Politely curious, I said, “Letter?”
“Let me explain. These days, the majority of the life insurance fraud cases we get come from offshore. A country like this, or a country in Africa, say, or other parts of the world, the recordkeeping isn’t that exact. It’s maybe a little easier to get a death certificate.”
“Not in my hospital,” Fernando said.
“I know, Fernando,” Leon assured him, “but not everybody is as scrupulous as you people.”
“You mentioned a letter,” I said.
“Well, before that,” he said, “we’d already done the usual check. Any time there’s an offshore death and a large-figure payout, we look to see if there’s anything that doesn’t seem right, and we did it in this instance, and it seemed as though fraud wasn’t even remotely a possibility. The circumstances were open and unimpeachable.”

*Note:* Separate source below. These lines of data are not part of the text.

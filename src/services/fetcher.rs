// src/services/fetcher.rs

//! Document fetching with bounded retries.
//!
//! Retries apply to connect and timeout failures and to the configured
//! retryable statuses. The wait before retry `n` (1-based) is
//! `backoff_factor * 2^(n-1)` seconds, raised to a `Retry-After` value when
//! the response carries one, and capped at `max_backoff_secs`.

use std::time::Duration;

use async_trait::async_trait;
use reqwest::Client;
use reqwest::header::RETRY_AFTER;

use crate::error::{AppError, Result};
use crate::models::FetchConfig;
use crate::utils::http::{ContentKind, content_kind, create_async_client};

/// Raw body of a successful fetch.
#[derive(Debug, Clone, PartialEq, Eq)]
pub struct FetchedDocument {
    pub body: String,
    pub kind: ContentKind,
}

impl FetchedDocument {
    pub fn new(body: impl Into<String>, kind: ContentKind) -> Self {
        Self {
            body: body.into(),
            kind,
        }
    }
}

/// Source of raw documents.
#[async_trait]
pub trait Fetcher: Send + Sync {
    /// Fetch a URL. Any failure, including retry exhaustion, is an error.
    async fn fetch(&self, url: &str) -> Result<FetchedDocument>;
}

/// Retry and backoff settings for one fetch.
#[derive(Debug, Clone)]
pub struct RetryPolicy {
    pub max_retries: u32,
    pub backoff_factor: f64,
    pub max_backoff: Duration,
    pub retry_statuses: Vec<u16>,
}

impl RetryPolicy {
    pub fn from_config(config: &FetchConfig) -> Self {
        Self {
            max_retries: config.max_retries,
            backoff_factor: config.backoff_factor,
            max_backoff: Duration::from_secs(config.max_backoff_secs),
            retry_statuses: config.retry_statuses.clone(),
        }
    }

    /// Exponential wait before retry `attempt` (1-based), capped.
    pub fn backoff_delay(&self, attempt: u32) -> Duration {
        let exponent = attempt.saturating_sub(1).min(30) as i32;
        let secs = self.backoff_factor * 2f64.powi(exponent);
        let capped = secs.min(self.max_backoff.as_secs_f64());
        Duration::try_from_secs_f64(capped.max(0.0)).unwrap_or(self.max_backoff)
    }

    /// Wait before retry `attempt`, honouring a server `Retry-After`.
    pub fn wait_for(&self, attempt: u32, retry_after: Option<Duration>) -> Duration {
        let backoff = self.backoff_delay(attempt);
        match retry_after {
            Some(hint) => backoff.max(hint).min(self.max_backoff),
            None => backoff,
        }
    }

    pub fn is_retryable_status(&self, status: u16) -> bool {
        self.retry_statuses.contains(&status)
    }
}

/// Parse a `Retry-After` header given in seconds. HTTP dates are ignored.
pub fn parse_retry_after(value: &str) -> Option<Duration> {
    value.trim().parse::<u64>().ok().map(Duration::from_secs)
}

/// HTTP fetcher backed by a shared `reqwest` client.
pub struct HttpFetcher {
    client: Client,
    policy: RetryPolicy,
}

impl HttpFetcher {
    /// Create a fetcher from fetch settings.
    pub fn new(config: &FetchConfig) -> Result<Self> {
        Ok(Self {
            client: create_async_client(config)?,
            policy: RetryPolicy::from_config(config),
        })
    }

    fn is_transient(error: &reqwest::Error) -> bool {
        error.is_connect() || error.is_timeout()
    }
}

#[async_trait]
impl Fetcher for HttpFetcher {
    async fn fetch(&self, url: &str) -> Result<FetchedDocument> {
        let max_retries = self.policy.max_retries;
        let mut attempt = 0;

        loop {
            match self.client.get(url).send().await {
                Ok(response) => {
                    let status = response.status();

                    if self.policy.is_retryable_status(status.as_u16()) && attempt < max_retries {
                        attempt += 1;
                        let hint = response
                            .headers()
                            .get(RETRY_AFTER)
                            .and_then(|v| v.to_str().ok())
                            .and_then(parse_retry_after);
                        let wait = self.policy.wait_for(attempt, hint);
                        log::warn!(
                            "{} returned {}, retry {}/{} in {:.1}s",
                            url,
                            status,
                            attempt,
                            max_retries,
                            wait.as_secs_f64()
                        );
                        tokio::time::sleep(wait).await;
                        continue;
                    }

                    if !status.is_success() {
                        let message = if attempt > 0 {
                            format!("HTTP {status} after {attempt} retries")
                        } else {
                            format!("HTTP {status}")
                        };
                        return Err(AppError::fetch(url, message));
                    }

                    let kind = content_kind(response.headers());
                    let body = response.text().await.map_err(|e| AppError::fetch(url, e))?;
                    log::debug!("Fetched {} ({} bytes, {:?})", url, body.len(), kind);
                    return Ok(FetchedDocument { body, kind });
                }
                Err(e) if Self::is_transient(&e) && attempt < max_retries => {
                    attempt += 1;
                    let wait = self.policy.wait_for(attempt, None);
                    log::warn!(
                        "{} failed ({}), retry {}/{} in {:.1}s",
                        url,
                        e,
                        attempt,
                        max_retries,
                        wait.as_secs_f64()
                    );
                    tokio::time::sleep(wait).await;
                }
                Err(e) => return Err(AppError::fetch(url, e)),
            }
        }
    }
}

“And yet,” I said, “here you are.”
“One week after the claim was put in,” he told me, “in fact, just at the moment the payout was being approved, a letter arrived at the national police station in San Cristobal. Now, if Fernando will forgive me, the post office in this country isn’t the greatest.”
“Believe me, I know,” Fernando said, and his wife said, “We beg people, Fax us the dates of your stay. Don’t write.”
“I’ve heard it said,” Leon told me with his dry smile, “that the post office here is nothing to write home about.”
“I’ve heard that about the mail here,” I agreed. But I was thinking, Get on with it, man. What the hell is this letter?
“So the letter,” Leon said, “had been mailed more than a month earlier. It got screwed up in the postal system, but then finally it did get to the police.”
“And what did it say?”
“It said our client was planning to stage a fake death, in order to defraud our company. It said the letter writer’s husband was involved in the plot, even though the letter writer had begged him to have nothing to do with it. It asked the police to warn our client that his plans were known, in order to force him to give up the whole idea.” He spread his hands. “You see? The letter was written a month before our client’s alleged death, but it wasn’t found until after the death — if it really was a death — had already occurred.”
I said, “Do you know who the letter writer is?”
“No. Some disgruntled wife. She doesn’t matter, and her husband doesn’t matter. In fact, the client doesn’t matter, if he’s still alive someplace.”
“He doesn’t?” I was distracted, because I did know who the goddamn letter writer was. The angry Ifigenia, the bitch. What had I ever done to her?
Leon was saying, “The widow — or the wife — has put in a claim. If I can establish fraud while I’m here, that lady is going to jail.”
“Won’t that be easy to do?”
“You’d think so,” he said. “Once we’re on the trail. But the circumstances are just so solid. It was an automobile accident, seen by a restaurant full of people, none of whom knew our client. It was a local mortician, who also did not know our client. There’s even a videotape of the funeral, believe it or not, with grieving family members. I’ve been to the cemetery, and the grave is there. I’ve talked to the mortician who wrote the death certificate, and he described the body, and it would seem to be the right man. I’ve visited the stonemason, and the headstone is being carved right now.”